PROBLEM DETAILS: Please report each line of the data below that contains "authority".

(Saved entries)
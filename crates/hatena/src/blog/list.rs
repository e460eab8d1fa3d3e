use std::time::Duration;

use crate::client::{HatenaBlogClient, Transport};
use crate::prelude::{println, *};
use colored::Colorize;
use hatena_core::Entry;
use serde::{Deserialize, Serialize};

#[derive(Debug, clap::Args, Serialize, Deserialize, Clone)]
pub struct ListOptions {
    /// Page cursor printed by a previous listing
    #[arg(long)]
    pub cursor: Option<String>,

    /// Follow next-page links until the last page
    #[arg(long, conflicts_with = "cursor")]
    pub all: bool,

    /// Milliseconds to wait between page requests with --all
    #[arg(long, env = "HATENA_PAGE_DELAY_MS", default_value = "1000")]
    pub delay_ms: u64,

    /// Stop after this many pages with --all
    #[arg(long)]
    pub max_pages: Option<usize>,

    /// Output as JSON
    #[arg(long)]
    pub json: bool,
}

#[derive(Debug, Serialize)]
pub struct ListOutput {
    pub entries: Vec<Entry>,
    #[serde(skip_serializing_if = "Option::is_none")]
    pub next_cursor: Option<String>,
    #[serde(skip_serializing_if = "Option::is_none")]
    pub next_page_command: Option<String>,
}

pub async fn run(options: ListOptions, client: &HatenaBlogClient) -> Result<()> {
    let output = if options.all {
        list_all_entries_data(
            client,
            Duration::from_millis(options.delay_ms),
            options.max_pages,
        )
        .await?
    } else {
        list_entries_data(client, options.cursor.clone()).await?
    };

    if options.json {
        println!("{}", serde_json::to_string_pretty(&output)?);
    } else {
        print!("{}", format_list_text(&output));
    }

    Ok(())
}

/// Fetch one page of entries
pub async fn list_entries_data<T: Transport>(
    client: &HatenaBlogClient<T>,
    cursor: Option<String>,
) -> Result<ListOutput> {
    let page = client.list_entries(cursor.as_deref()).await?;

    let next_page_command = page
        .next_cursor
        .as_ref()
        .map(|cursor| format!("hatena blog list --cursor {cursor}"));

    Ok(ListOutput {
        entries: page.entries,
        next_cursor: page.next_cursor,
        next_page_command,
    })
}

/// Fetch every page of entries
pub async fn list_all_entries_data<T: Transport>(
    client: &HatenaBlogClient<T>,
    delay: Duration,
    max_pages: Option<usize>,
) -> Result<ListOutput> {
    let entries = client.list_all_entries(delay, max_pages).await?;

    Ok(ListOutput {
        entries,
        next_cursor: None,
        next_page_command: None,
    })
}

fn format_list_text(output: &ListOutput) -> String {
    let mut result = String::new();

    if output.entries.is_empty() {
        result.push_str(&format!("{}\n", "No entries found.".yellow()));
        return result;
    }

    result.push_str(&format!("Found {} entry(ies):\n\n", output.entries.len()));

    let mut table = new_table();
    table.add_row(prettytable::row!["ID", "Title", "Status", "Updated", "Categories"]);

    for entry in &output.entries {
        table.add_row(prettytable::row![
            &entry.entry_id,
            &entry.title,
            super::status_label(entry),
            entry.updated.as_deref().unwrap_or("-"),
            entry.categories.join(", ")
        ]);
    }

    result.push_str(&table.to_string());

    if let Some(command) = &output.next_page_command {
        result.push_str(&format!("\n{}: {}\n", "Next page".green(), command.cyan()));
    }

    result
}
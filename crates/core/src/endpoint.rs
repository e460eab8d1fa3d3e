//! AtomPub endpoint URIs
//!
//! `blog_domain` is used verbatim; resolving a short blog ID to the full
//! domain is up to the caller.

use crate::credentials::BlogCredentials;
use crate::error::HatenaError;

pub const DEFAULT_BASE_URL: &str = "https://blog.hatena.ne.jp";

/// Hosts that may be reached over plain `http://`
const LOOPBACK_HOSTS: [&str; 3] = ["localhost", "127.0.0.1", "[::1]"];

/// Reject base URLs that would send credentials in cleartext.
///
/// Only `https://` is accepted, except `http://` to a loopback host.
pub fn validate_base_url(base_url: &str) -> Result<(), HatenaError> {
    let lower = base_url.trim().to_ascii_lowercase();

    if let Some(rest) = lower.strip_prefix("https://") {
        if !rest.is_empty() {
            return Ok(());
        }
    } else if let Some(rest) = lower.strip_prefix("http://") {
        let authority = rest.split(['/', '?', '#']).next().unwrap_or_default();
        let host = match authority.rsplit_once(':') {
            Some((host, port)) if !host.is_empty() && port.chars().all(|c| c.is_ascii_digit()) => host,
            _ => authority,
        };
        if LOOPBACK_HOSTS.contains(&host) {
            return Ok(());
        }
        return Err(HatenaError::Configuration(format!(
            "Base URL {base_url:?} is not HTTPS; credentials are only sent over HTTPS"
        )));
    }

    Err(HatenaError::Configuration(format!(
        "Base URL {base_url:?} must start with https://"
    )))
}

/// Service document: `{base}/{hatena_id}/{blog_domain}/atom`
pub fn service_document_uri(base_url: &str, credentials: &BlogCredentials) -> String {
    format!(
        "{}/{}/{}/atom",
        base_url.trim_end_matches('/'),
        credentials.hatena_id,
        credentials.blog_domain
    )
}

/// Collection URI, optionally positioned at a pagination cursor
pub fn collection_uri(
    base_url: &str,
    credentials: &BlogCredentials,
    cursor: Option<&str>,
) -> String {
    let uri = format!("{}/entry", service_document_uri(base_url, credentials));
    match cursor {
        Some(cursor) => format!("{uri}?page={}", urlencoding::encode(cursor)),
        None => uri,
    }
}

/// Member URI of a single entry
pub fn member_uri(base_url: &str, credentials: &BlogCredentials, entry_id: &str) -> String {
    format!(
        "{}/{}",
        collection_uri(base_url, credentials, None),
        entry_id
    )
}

COMPLETED TASK:
        let authority = rest.split(['/', '?', '#']).next().unwrap_or_default();
        let host = match authority.rsplit_once(':') {
            _ => authority,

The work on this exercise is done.